Diminazene (aceturate)

Diminazene aceturate (Diminazene diaceturate) is an anti-trypanosome agent for livestock. The main biochemical mechanism of the trypanocidal actions of Diminazene aceturate is by binding to trypanosomal kinetoplast DNA (kDNA) in a non-intercalative manner through specific interaction with sites rich in adenine-thymine base pairs. Diminazene aceturate is also an angiotensin-converting enzyme 2 (ACE2) activator and has strong and potent anti-inflammatory properties^[1][2][3]. IC50 & Target: Parasite^[1][2]; Angiotensin-converting enzyme 2 (ACE2)^[3] In Vitro: Pre-treatment of bone marrow-derived macrophages (BMDM) and dendritic cells (BMDC) with Diminazene aceturate (Berenil) downregulats LPS-, CpG- and Poly I:C-induced proinflammatory cytokine production, suggesting that it may be affecting common pathways through which these molecules stimulate proinflammatory cytokine production. Indeed, Diminazene aceturate does not alter the expression of different TLRs (including TLR2, TLR4 and TLR9), on macrophages and DCs when assessed by flow cytometry.
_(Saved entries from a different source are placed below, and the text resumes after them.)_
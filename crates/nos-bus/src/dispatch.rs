//! # Dispatch Loops
//!
//! Both loops walk the registry order for the event type on the caller's
//! thread and share one envelope across deliveries.
//!
//! ## Notify
//!
//! ```text
//! for each subscriber:
//!     skip unless activated
//!     remember it if Security-Extended (guaranteed subscriber)
//!     skip if its policies exclude the payload
//!     deliver; stop on veto
//!     redeliver to the guaranteed subscriber (unless it is this one)
//! ```
//!
//! ## Request-Response
//!
//! Every activated subscriber gets the mutable view, no policy filter.
//!
//! A veto is a non-zero return from a subscriber holding Execute on the
//! event. Transport failures are never vetoes: the remote subscriber is
//! deactivated and the delivery reports -1. A call cut short because the
//! endpoint was released (deactivation, reconnect) also reports -1 but
//! leaves the subscriber's state to whoever released it.

use crate::codec;
use crate::envelope::{Envelope, EventView};
use crate::error::TransportError;
use crate::odp;
use crate::registry::{Registry, Subscriber};
use crate::transport::{Connector, RemoteEndpoint};
use nos_types::{EventKind, Permission, Role};
use std::sync::Arc;
use tracing::{debug, warn};

/// Code reported for a failed remote delivery.
pub const TRANSPORT_FAILURE: i32 = -1;

#[derive(Debug, Clone, Copy, PartialEq, Eq)]
enum Mode {
    Notify,
    RequestResponse,
}

#[derive(Debug, Clone, Copy)]
struct Delivery {
    code: i32,
    veto: bool,
}

/// Push or round trip. `None` for a push.
fn exchange(
    endpoint: &mut dyn RemoteEndpoint,
    record: &str,
    round_trip: bool,
) -> Result<Option<String>, TransportError> {
    if round_trip {
        endpoint.request(record).map(Some)
    } else {
        endpoint.push(record).map(|()| None)
    }
}

fn remote_call<K: EventKind>(
    sub: &Subscriber<K>,
    env: &mut Envelope<K>,
    connector: &dyn Connector,
    round_trip: bool,
    copy_back: bool,
) -> Result<i32, TransportError> {
    let event = env.event();
    let record = codec::encode_event(env.publisher(), event, &env.payload)?;

    let mut lease =
        sub.lease_endpoint(|| connector.connect(&sub.name, sub.push_addr(), sub.req_addr()))?;
    let result = exchange(lease.endpoint()?, &record, round_trip);
    let reply = match result {
        Ok(reply) => reply,
        Err(_) if lease.is_released() => return Err(TransportError::Released),
        Err(e) => return Err(e),
    };
    drop(lease);
    let Some(reply) = reply else {
        return Ok(0);
    };

    let (ret, payload) = codec::decode_reply(event.payload_kind(), &reply)?;
    if copy_back {
        env.payload = payload;
    }
    Ok(ret)
}

fn deliver<K: EventKind>(
    sub: &Subscriber<K>,
    env: &mut Envelope<K>,
    connector: &dyn Connector,
    mode: Mode,
) -> Delivery {
    let event = env.event();
    let perm = sub.inbound_perm(event).unwrap_or(Permission::NONE);
    let writable = mode == Mode::RequestResponse || perm.can_write();

    sub.count(event);

    let code = match sub.handler() {
        Some(handler) => {
            let code = if writable {
                handler.handle(EventView::Writable(env))
            } else {
                handler.handle(EventView::ReadOnly(env))
            };
            if writable && mode == Mode::Notify {
                env.header.checksum = 0;
            }
            code
        }
        None => {
            let round_trip = writable || perm.can_execute();
            match remote_call(sub, env, connector, round_trip, writable) {
                Ok(code) => code,
                Err(TransportError::Released) => {
                    debug!(
                        subscriber = %sub.name,
                        event = %event,
                        "[{}] Remote delivery aborted, endpoint released",
                        K::CLASS.tag()
                    );
                    return Delivery {
                        code: TRANSPORT_FAILURE,
                        veto: false,
                    };
                }
                Err(e) => {
                    warn!(
                        subscriber = %sub.name,
                        event = %event,
                        error = %e,
                        "[{}] Remote delivery failed, deactivating",
                        K::CLASS.tag()
                    );
                    sub.deactivate();
                    return Delivery {
                        code: TRANSPORT_FAILURE,
                        veto: false,
                    };
                }
            }
        }
    };

    let veto = code != 0 && perm.can_execute();
    debug!(
        subscriber = %sub.name,
        event = %event,
        code,
        veto,
        writable,
        "[{}] delivered",
        K::CLASS.tag()
    );
    Delivery { code, veto }
}

/// Notify Dispatch. Returns the code of the last delivery, 0 if none.
pub fn notify<K: EventKind>(
    registry: &Registry<K>,
    connector: &dyn Connector,
    env: &mut Envelope<K>,
) -> i32 {
    let event = env.event();
    let mut guaranteed: Option<&Arc<Subscriber<K>>> = None;
    let mut last = 0;

    for sub in registry.subscribers_of(event) {
        if !sub.is_activated() {
            continue;
        }
        if sub.role == Role::SecurityV2 {
            guaranteed = Some(sub);
        }
        if !odp::admits(&sub.policies(), &env.payload) {
            continue;
        }

        let delivery = deliver(sub, env, connector, Mode::Notify);
        last = delivery.code;
        if delivery.veto {
            debug!(subscriber = %sub.name, event = %event, "[{}] vetoed", K::CLASS.tag());
            break;
        }

        let Some(g) = guaranteed else { continue };
        if Arc::ptr_eq(g, sub) {
            continue;
        }
        if !g.is_activated() {
            guaranteed = None;
            continue;
        }
        let delivery = deliver(g, env, connector, Mode::Notify);
        last = delivery.code;
        if delivery.veto {
            debug!(subscriber = %g.name, event = %event, "[{}] vetoed", K::CLASS.tag());
            break;
        }
    }
    last
}

/// Request-Response Dispatch. Returns the code of the last delivery, 0 if
/// none.
pub fn request_response<K: EventKind>(
    registry: &Registry<K>,
    connector: &dyn Connector,
    env: &mut Envelope<K>,
) -> i32 {
    let event = env.event();
    let mut last = 0;
    for sub in registry.subscribers_of(event) {
        if !sub.is_activated() {
            continue;
        }
        let delivery = deliver(sub, env, connector, Mode::RequestResponse);
        last = delivery.code;
        if delivery.veto {
            debug!(subscriber = %sub.name, event = %event, "[{}] vetoed", K::CLASS.tag());
            break;
        }
    }
    last
}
Instead, Diminazene aceturate dramatically downregulats the phosphorylation of MAPKs (ERK, p38 and JNK), STATs (STAT1 and STAT3) and NFκB p65 subunit, which are key signaling molecules and transcription factors involved in the production of proinflammatory cytokines^[2]. In Vivo: Diminazene aceturate (14 mg/kg; intraperitoneal injection; female BALB/c mice and C57BL/6 mice) treatment significantly reduces the percentages of CD25⁺ cells, a concomitant reduction in the percentage of regulatory (CD4⁺Foxp3⁺) T cells and a striking reduction in serum levels of disease exacerbating pro-inflammatory cytokines including IL-6, IL-12, TNF and IFN-γ^[1].